Paracetamol is no longer recommended for back pain, so when do painkillers work best and what do you need to know about taking them?
Pain’s job is to warn and protect us, but it sometimes feels more like the enemy. As well as producing unpleasant sensations (musculoskeletal, dull or cramping internal organ pain and nerve damage), how bad it feels can vary with activity, posture, digestion or stress levels.
Weighing up the pros and cons, including non-drug options (see box, right), can find the best solution for you – whether it’s tablets, liquid, patches or injections. If you’re planning to be or are pregnant, are taking other medicines, or have other conditions (including heart/lung/kidney/liver disease, indigestion or raised blood pressure), check with your GP or pharmacist before taking new medication.
Paracetamol reduces fever as well as many types of pain such as tension or migraine headaches, strains, sprains, toothache, period pain, arthritis or post-operative pain (although NICE, the National Institute for
Health and Care Excellence, no longer recommends it for back pain).
It is often combined with other painkillers, caffeine, or cold remedies; make sure you stick to the recommended dose for your age/size, as even a small overdose can be fatal.
Non-steroidal anti-inflammatory drugs (NSAIDs) such as ibuprofen are a good option, but can cause stomach irritation, wheezing or kidney damage, and have been linked to a higher risk of cardiac arrest, so seek medical advice if you need them for more than two or three days. NSAID rub-in gels often work well, with fewer side effects.

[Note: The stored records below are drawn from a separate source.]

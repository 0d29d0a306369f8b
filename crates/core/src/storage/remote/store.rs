//! Object store capability interface.

use std::future::Future;
use std::time::Duration;

use bytes::Bytes;

use crate::storage::error::StorageError;

/// A part accepted by the store, identified by its number and ETag.
#[derive(Debug, Clone, PartialEq, Eq, serde::Serialize, serde::Deserialize)]
#[serde(rename_all = "camelCase")]
pub struct CompletedPart {
    /// 1-based part number.
    pub part_number: u32,
    /// ETag returned for the part.
    pub e_tag: String,
}

impl CompletedPart {
    /// Create a completed part.
    #[must_use]
    pub fn new(part_number: u32, e_tag: impl Into<String>) -> Self {
        Self {
            part_number,
            e_tag: e_tag.into(),
        }
    }
}

/// Object metadata returned by a head request.
#[derive(Debug, Clone, PartialEq, Eq)]
pub struct ObjectHead {
    /// Size in bytes.
    pub size: u64,
    /// Stored content type.
    pub content_type: Option<String>,
    /// Entity tag.
    pub e_tag: Option<String>,
}

/// Operation a presigned URL grants.
#[derive(Debug, Clone, PartialEq, Eq)]
pub enum PresignRequest<'a> {
    /// Single-shot PUT of an object.
    PutObject {
        /// Object key.
        key: &'a str,
        /// Content type the uploader must send.
        content_type: &'a str,
    },
    /// PUT of one multipart part.
    UploadPart {
        /// Object key.
        key: &'a str,
        /// Multipart transaction.
        upload_id: &'a str,
        /// 1-based part number.
        part_number: u32,
    },
    /// GET of an object with optional response header overrides.
    GetObject {
        /// Object key.
        key: &'a str,
        /// `Content-Disposition` the store should answer with.
        content_disposition: Option<String>,
        /// `Content-Type` the store should answer with.
        content_type: Option<String>,
    },
}

impl PresignRequest<'_> {
    /// Object key the request addresses.
    #[must_use]
    pub fn key(&self) -> &str {
        match self {
            Self::PutObject { key, .. }
            | Self::UploadPart { key, .. }
            | Self::GetObject { key, .. } => key,
        }
    }

    /// HTTP method of the presigned request.
    #[must_use]
    pub fn method(&self) -> &'static str {
        match self {
            Self::PutObject { .. } | Self::UploadPart { .. } => "PUT",
            Self::GetObject { .. } => "GET",
        }
    }
}

/// Remote object store operations.
///
/// Implemented by [`S3ObjectStore`](super::S3ObjectStore) for S3-compatible
/// services and by the in-memory store behind the `test-util` feature.
/// Implementations must be safe for concurrent use through a shared reference.
pub trait ObjectStore: Send + Sync {
    /// Bucket all keys are addressed in.
    fn bucket(&self) -> &str;

    /// Store an object in a single request.
    fn put(
        &self,
        key: &str,
        body: Bytes,
        content_type: &str,
    ) -> impl Future<Output = Result<(), StorageError>> + Send;

    /// Fetch an object. Returns `NotFound` if absent.
    fn get(&self, key: &str) -> impl Future<Output = Result<Bytes, StorageError>> + Send;

    /// Fetch object metadata, `None` if absent.
    fn head(
        &self,
        key: &str,
    ) -> impl Future<Output = Result<Option<ObjectHead>, StorageError>> + Send;

    /// Delete an object.
    fn delete(&self, key: &str) -> impl Future<Output = Result<(), StorageError>> + Send;

    /// Start a multipart transaction and return its upload ID.
    fn create_multipart(
        &self,
        key: &str,
        content_type: &str,
    ) -> impl Future<Output = Result<String, StorageError>> + Send;

    /// Upload one part and return its ETag.
    fn upload_part(
        &self,
        key: &str,
        upload_id: &str,
        part_number: u32,
        body: Bytes,
    ) -> impl Future<Output = Result<String, StorageError>> + Send;

    /// Stitch uploaded parts into the final object.
    ///
    /// `parts` must be sorted ascending by part number with no gaps.
    fn complete_multipart(
        &self,
        key: &str,
        upload_id: &str,
        parts: &[CompletedPart],
    ) -> impl Future<Output = Result<(), StorageError>> + Send;

    /// Discard a multipart transaction and its uploaded parts.
    fn abort_multipart(
        &self,
        key: &str,
        upload_id: &str,
    ) -> impl Future<Output = Result<(), StorageError>> + Send;

    /// Issue a time-bounded URL granting one operation.
    fn presign(
        &self,
        request: PresignRequest<'_>,
        expires_in: Duration,
    ) -> impl Future<Output = Result<String, StorageError>> + Send;

    /// Check that the bucket is reachable with the configured credentials.
    fn health_check(&self) -> impl Future<Output = Result<(), StorageError>> + Send;
}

Codeine and tramadol are both morphine-derived painkillers that can be prescribed alone or with NSAIDs/paracetamol. They can be effective for moderate to severe pain, but can cause drowsiness, nausea, constipation or dizziness. Morphine, and similar-strength drugs such as fentanyl and oxycodone, are used for severe pain, eg, broken bones.
Their side effects are stronger, too, and, like codeine and tramadol, they can be addictive, but are safe if monitored carefully.

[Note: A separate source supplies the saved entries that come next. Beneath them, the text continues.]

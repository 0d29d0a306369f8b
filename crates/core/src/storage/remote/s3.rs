//! S3-compatible object store backed by the AWS SDK.

use std::time::Duration;

use aws_sdk_s3::Client;
use aws_sdk_s3::config::retry::RetryConfig;
use aws_sdk_s3::config::timeout::TimeoutConfig;
use aws_sdk_s3::config::{BehaviorVersion, Credentials, Region};
use aws_sdk_s3::error::DisplayErrorContext;
use aws_sdk_s3::operation::get_object::GetObjectError;
use aws_sdk_s3::operation::head_object::HeadObjectError;
use aws_sdk_s3::presigning::PresigningConfig;
use aws_sdk_s3::primitives::ByteStream;
use aws_sdk_s3::types::{CompletedMultipartUpload, CompletedPart as S3CompletedPart};
use bytes::Bytes;
use tracing::info;

use super::store::{CompletedPart, ObjectHead, ObjectStore, PresignRequest};
use crate::storage::config::RemoteConfig;
use crate::storage::error::StorageError;

/// Object store for Cloudflare R2, AWS S3, MinIO and other S3-compatible services.
///
/// Holds one SDK client (and its connection pool) for the whole process.
#[derive(Debug, Clone)]
pub struct S3ObjectStore {
    client: Client,
    bucket: String,
}

impl S3ObjectStore {
    /// Build a client from remote config.
    ///
    /// Connection attempts time out after `connect_timeout`; each request
    /// attempt may run for `transfer_timeout`. SDK retries are disabled so a
    /// failed transfer surfaces to the caller unchanged.
    #[must_use]
    pub fn new(remote: &RemoteConfig, connect_timeout: Duration, transfer_timeout: Duration) -> Self {
        info!(
            bucket = %remote.bucket,
            endpoint = %remote.endpoint,
            "Initializing S3 client"
        );

        let credentials = Credentials::new(
            remote.access_key_id.clone(),
            remote.secret_access_key.clone(),
            None,
            None,
            "printeasy-config",
        );
        let timeouts = TimeoutConfig::builder()
            .connect_timeout(connect_timeout)
            .operation_attempt_timeout(transfer_timeout)
            .build();

        let config = aws_sdk_s3::Config::builder()
            .behavior_version(BehaviorVersion::latest())
            .endpoint_url(remote.endpoint.clone())
            .region(Region::new(remote.region.clone()))
            .credentials_provider(credentials)
            .force_path_style(remote.force_path_style)
            .timeout_config(timeouts)
            .retry_config(RetryConfig::disabled())
            .build();

        Self {
            client: Client::from_conf(config),
            bucket: remote.bucket.clone(),
        }
    }

    /// Wrap an existing SDK client.
    #[must_use]
    pub fn from_client(client: Client, bucket: impl Into<String>) -> Self {
        Self {
            client,
            bucket: bucket.into(),
        }
    }
}

fn part_number_i32(key: &str, part_number: u32) -> Result<i32, StorageError> {
    i32::try_from(part_number)
        .map_err(|_| StorageError::transfer("upload_part", key, "part number out of range"))
}

impl ObjectStore for S3ObjectStore {
    fn bucket(&self) -> &str {
        &self.bucket
    }

    async fn put(&self, key: &str, body: Bytes, content_type: &str) -> Result<(), StorageError> {
        self.client
            .put_object()
            .bucket(&self.bucket)
            .key(key)
            .content_type(content_type)
            .metadata("uploaded-at", chrono::Utc::now().to_rfc3339())
            .body(ByteStream::from(body))
            .send()
            .await
            .map_err(|e| StorageError::transfer("put", key, DisplayErrorContext(&e)))?;
        Ok(())
    }

    async fn get(&self, key: &str) -> Result<Bytes, StorageError> {
        let output = self
            .client
            .get_object()
            .bucket(&self.bucket)
            .key(key)
            .send()
            .await
            .map_err(|e| {
                if e.as_service_error()
                    .is_some_and(GetObjectError::is_no_such_key)
                {
                    StorageError::not_found(key)
                } else {
                    StorageError::transfer("get", key, DisplayErrorContext(&e))
                }
            })?;

        let data = output
            .body
            .collect()
            .await
            .map_err(|e| StorageError::transfer("get", key, e))?;
        Ok(data.into_bytes())
    }

    async fn head(&self, key: &str) -> Result<Option<ObjectHead>, StorageError> {
        match self
            .client
            .head_object()
            .bucket(&self.bucket)
            .key(key)
            .send()
            .await
        {
            Ok(output) => Ok(Some(ObjectHead {
                size: output
                    .content_length()
                    .and_then(|len| u64::try_from(len).ok())
                    .unwrap_or(0),
                content_type: output.content_type().map(String::from),
                e_tag: output.e_tag().map(|tag| tag.trim_matches('"').to_string()),
            })),
            Err(e)
                if e.as_service_error()
                    .is_some_and(HeadObjectError::is_not_found) =>
            {
                Ok(None)
            }
            Err(e) => Err(StorageError::transfer("head", key, DisplayErrorContext(&e))),
        }
    }

    async fn delete(&self, key: &str) -> Result<(), StorageError> {
        self.client
            .delete_object()
            .bucket(&self.bucket)
            .key(key)
            .send()
            .await
            .map_err(|e| StorageError::transfer("delete", key, DisplayErrorContext(&e)))?;
        Ok(())
    }

    async fn create_multipart(&self, key: &str, content_type: &str) -> Result<String, StorageError> {
        let output = self
            .client
            .create_multipart_upload()
            .bucket(&self.bucket)
            .key(key)
            .content_type(content_type)
            .send()
            .await
            .map_err(|e| {
                StorageError::transfer("create_multipart", key, DisplayErrorContext(&e))
            })?;

        output.upload_id().map(String::from).ok_or_else(|| {
            StorageError::transfer(
                "create_multipart",
                key,
                "CreateMultipartUpload returned no upload_id",
            )
        })
    }

    async fn upload_part(
        &self,
        key: &str,
        upload_id: &str,
        part_number: u32,
        body: Bytes,
    ) -> Result<String, StorageError> {
        let output = self
            .client
            .upload_part()
            .bucket(&self.bucket)
            .key(key)
            .upload_id(upload_id)
            .part_number(part_number_i32(key, part_number)?)
            .body(ByteStream::from(body))
            .send()
            .await
            .map_err(|e| StorageError::transfer("upload_part", key, DisplayErrorContext(&e)))?;

        output.e_tag().map(String::from).ok_or_else(|| {
            StorageError::transfer("upload_part", key, "UploadPart returned no ETag")
        })
    }

    async fn complete_multipart(
        &self,
        key: &str,
        upload_id: &str,
        parts: &[CompletedPart],
    ) -> Result<(), StorageError> {
        let parts = parts
            .iter()
            .map(|part| {
                Ok(S3CompletedPart::builder()
                    .part_number(part_number_i32(key, part.part_number)?)
                    .e_tag(&part.e_tag)
                    .build())
            })
            .collect::<Result<Vec<_>, StorageError>>()?;

        self.client
            .complete_multipart_upload()
            .bucket(&self.bucket)
            .key(key)
            .upload_id(upload_id)
            .multipart_upload(
                CompletedMultipartUpload::builder()
                    .set_parts(Some(parts))
                    .build(),
            )
            .send()
            .await
            .map_err(|e| {
                StorageError::transfer("complete_multipart", key, DisplayErrorContext(&e))
            })?;
        Ok(())
    }

    async fn abort_multipart(&self, key: &str, upload_id: &str) -> Result<(), StorageError> {
        self.client
            .abort_multipart_upload()
            .bucket(&self.bucket)
            .key(key)
            .upload_id(upload_id)
            .send()
            .await
            .map_err(|e| {
                StorageError::transfer("abort_multipart", key, DisplayErrorContext(&e))
            })?;
        Ok(())
    }

    async fn presign(
        &self,
        request: PresignRequest<'_>,
        expires_in: Duration,
    ) -> Result<String, StorageError> {
        let key = request.key().to_string();
        let presigning = PresigningConfig::expires_in(expires_in)
            .map_err(|e| StorageError::transfer("presign", &key, e))?;

        let presigned = match request {
            PresignRequest::PutObject { key, content_type } => self
                .client
                .put_object()
                .bucket(&self.bucket)
                .key(key)
                .content_type(content_type)
                .presigned(presigning)
                .await
                .map_err(|e| StorageError::transfer("presign", key, DisplayErrorContext(&e)))?,
            PresignRequest::UploadPart {
                key,
                upload_id,
                part_number,
            } => self
                .client
                .upload_part()
                .bucket(&self.bucket)
                .key(key)
                .upload_id(upload_id)
                .part_number(part_number_i32(key, part_number)?)
                .presigned(presigning)
                .await
                .map_err(|e| StorageError::transfer("presign", key, DisplayErrorContext(&e)))?,
            PresignRequest::GetObject {
                key,
                content_disposition,
                content_type,
            } => self
                .client
                .get_object()
                .bucket(&self.bucket)
                .key(key)
                .set_response_content_disposition(content_disposition)
                .set_response_content_type(content_type)
                .presigned(presigning)
                .await
                .map_err(|e| StorageError::transfer("presign", key, DisplayErrorContext(&e)))?,
        };

        Ok(presigned.uri().to_string())
    }

    async fn health_check(&self) -> Result<(), StorageError> {
        self.client
            .head_bucket()
            .bucket(&self.bucket)
            .send()
            .await
            .map_err(|e| {
                StorageError::transfer("head_bucket", &self.bucket, DisplayErrorContext(&e))
            })?;
        Ok(())
    }
}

This is caused by nerve damage/malfunction, eg, a trapped nerve (such as sciatica), after shingles (post-herpetic neuralgia), after an injury/surgery, or conditions such as trigeminal neuralgia – spasms of facial pain. Regular doses of the antidepressant amitriptyline, or epilepsy drugs such as carbamazepine and gabapentin, can block pain signals so the brain doesn’t feel them, as can capsaicin cream, which is derived from peppers.
10 Non-drug options
1 Finding the underlying cause – getting a diagnosis may lead to a cure (eg, surgery).

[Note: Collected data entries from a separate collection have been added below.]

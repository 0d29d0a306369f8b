//! Application configuration management.

use std::path::PathBuf;

use serde::Deserialize;

/// Application configuration.
#[derive(Debug, Clone, Default, Deserialize)]
pub struct AppConfig {
    /// File storage configuration.
    #[serde(default)]
    pub storage: StorageSettings,
}

/// File storage configuration.
#[derive(Debug, Clone, Default, Deserialize)]
pub struct StorageSettings {
    /// Remote S3-compatible store. Absent means unconfigured.
    #[serde(default)]
    pub remote: Option<RemoteStoreSettings>,
    /// Transfer tuning.
    #[serde(default)]
    pub transfer: TransferSettings,
    /// Presigned URL lifetimes.
    #[serde(default)]
    pub presign: PresignSettings,
    /// Local filesystem settings.
    #[serde(default)]
    pub local: LocalSettings,
}

/// Remote S3-compatible store credentials (Cloudflare R2, AWS S3, MinIO).
#[derive(Debug, Clone, Deserialize)]
pub struct RemoteStoreSettings {
    /// Master switch; a disabled store is treated as unconfigured.
    #[serde(default = "default_enabled")]
    pub enabled: bool,
    /// Endpoint URL.
    #[serde(default)]
    pub endpoint: String,
    /// Bucket name.
    #[serde(default)]
    pub bucket: String,
    /// Access key ID.
    #[serde(default)]
    pub access_key_id: String,
    /// Secret access key.
    #[serde(default)]
    pub secret_access_key: String,
    /// Region.
    #[serde(default = "default_region")]
    pub region: String,
    /// Use path-style addressing instead of virtual-hosted style.
    #[serde(default)]
    pub force_path_style: bool,
    /// Public base URL used to build object URLs after upload.
    #[serde(default)]
    pub public_base_url: Option<String>,
}

impl RemoteStoreSettings {
    /// True when enabled and every credential field is present.
    #[must_use]
    pub fn is_complete(&self) -> bool {
        self.enabled
            && !self.endpoint.trim().is_empty()
            && !self.bucket.trim().is_empty()
            && !self.access_key_id.trim().is_empty()
            && !self.secret_access_key.trim().is_empty()
    }
}

fn default_enabled() -> bool {
    true
}

fn default_region() -> String {
    "auto".to_string()
}

/// Transfer tuning.
#[derive(Debug, Clone, Deserialize)]
pub struct TransferSettings {
    /// Payloads above this size use multipart upload.
    #[serde(default = "default_multipart_threshold")]
    pub multipart_threshold_bytes: u64,
    /// Size of each multipart part.
    #[serde(default = "default_part_size")]
    pub part_size_bytes: u64,
    /// In-flight parts per multipart transfer.
    #[serde(default = "default_max_concurrent_parts")]
    pub max_concurrent_parts: usize,
    /// Files saved concurrently per batch wave.
    #[serde(default = "default_max_concurrent_files")]
    pub max_concurrent_files_per_batch: usize,
    /// Descriptors resolved concurrently when building access URLs.
    #[serde(default = "default_url_batch_size")]
    pub url_batch_size: usize,
    /// Keys deleted concurrently in a batch delete.
    #[serde(default = "default_delete_batch_size")]
    pub delete_batch_size: usize,
    /// Batch saves fail when the failure rate is above this percentage.
    #[serde(default = "default_max_failure_rate")]
    pub max_failure_rate_percent: u8,
    /// Connection establishment timeout in seconds.
    #[serde(default = "default_connect_timeout")]
    pub connect_timeout_secs: u64,
    /// Data transfer timeout in seconds.
    #[serde(default = "default_transfer_timeout")]
    pub transfer_timeout_secs: u64,
}

impl Default for TransferSettings {
    fn default() -> Self {
        Self {
            multipart_threshold_bytes: default_multipart_threshold(),
            part_size_bytes: default_part_size(),
            max_concurrent_parts: default_max_concurrent_parts(),
            max_concurrent_files_per_batch: default_max_concurrent_files(),
            url_batch_size: default_url_batch_size(),
            delete_batch_size: default_delete_batch_size(),
            max_failure_rate_percent: default_max_failure_rate(),
            connect_timeout_secs: default_connect_timeout(),
            transfer_timeout_secs: default_transfer_timeout(),
        }
    }
}

fn default_multipart_threshold() -> u64 {
    10 * 1024 * 1024
}

fn default_part_size() -> u64 {
    10 * 1024 * 1024
}

fn default_max_concurrent_parts() -> usize {
    5
}

fn default_max_concurrent_files() -> usize {
    20
}

fn default_url_batch_size() -> usize {
    15
}

fn default_delete_batch_size() -> usize {
    10
}

fn default_max_failure_rate() -> u8 {
    10
}

fn default_connect_timeout() -> u64 {
    5
}

fn default_transfer_timeout() -> u64 {
    300 // 5 minutes
}

/// Presigned URL lifetimes.
#[derive(Debug, Clone, Deserialize)]
pub struct PresignSettings {
    /// Upload URL TTL in seconds.
    #[serde(default = "default_upload_ttl")]
    pub upload_ttl_secs: u64,
    /// Download URL TTL in seconds.
    #[serde(default = "default_download_ttl")]
    pub download_ttl_secs: u64,
    /// Print/inline-view URL TTL in seconds.
    #[serde(default = "default_download_ttl")]
    pub print_ttl_secs: u64,
}

impl Default for PresignSettings {
    fn default() -> Self {
        Self {
            upload_ttl_secs: default_upload_ttl(),
            download_ttl_secs: default_download_ttl(),
            print_ttl_secs: default_download_ttl(),
        }
    }
}

fn default_upload_ttl() -> u64 {
    7200 // 2 hours
}

fn default_download_ttl() -> u64 {
    3600 // 1 hour
}

/// Local filesystem settings.
#[derive(Debug, Clone, Deserialize)]
pub struct LocalSettings {
    /// Root under which category directories are created.
    #[serde(default = "default_local_root")]
    pub root: PathBuf,
}

impl Default for LocalSettings {
    fn default() -> Self {
        Self {
            root: default_local_root(),
        }
    }
}

fn default_local_root() -> PathBuf {
    PathBuf::from(".")
}

impl AppConfig {
    /// Loads configuration from environment and config files.
    ///
    /// # Errors
    ///
    /// Returns an error if configuration cannot be loaded.
    pub fn load() -> Result<Self, config::ConfigError> {
        let run_mode = std::env::var("RUN_MODE").unwrap_or_else(|_| "development".to_string());

        let config = config::Config::builder()
            .add_source(config::File::with_name("config/default").required(false))
            .add_source(config::File::with_name(&format!("config/{run_mode}")).required(false))
            .add_source(config::Environment::with_prefix("PRINTEASY").separator("__"))
            .build()?;

        config.try_deserialize()
    }
}

#[cfg(test)]
#[path = "config_tests.rs"]
mod tests;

2. Putting up with it – only if the cause isn’t serious or progressive and you can manage with occasional painkillers.
3. Keeping a pain diary (what helps, how your pain is affected by food, activity, sleep and mood) can give hints as to the best way to prevent/relieve pain.
4. To relieve an acute injury, rest, an ice pack, a support bandage and elevating the affected part can help.
5. A TENS (transcutaneous cutaneous electrical nerve stimulation) machine, which delivers electrical impulses via pads on the skin, can help.
6. Anaesthetic injections (such as an epidural for back pain) or nerve-blocks for cancer pain.
7. Exercise boosts feel-good endorphins, while physiotherapy can strengthen supportive tissues, and relieve musculoskeletal pain, including arthritis.
8. Heat – a warm bath, hot-water bottle or heat pad can block nerve signals (but be careful not to burn yourself).
9. Relaxation techniques such as mindfulness, cognitive behavioural therapy (CBT), a pain management programme, or joining a support group can reduce your pain’s impact.
10. Find more information and advice at britishpainsociety.org.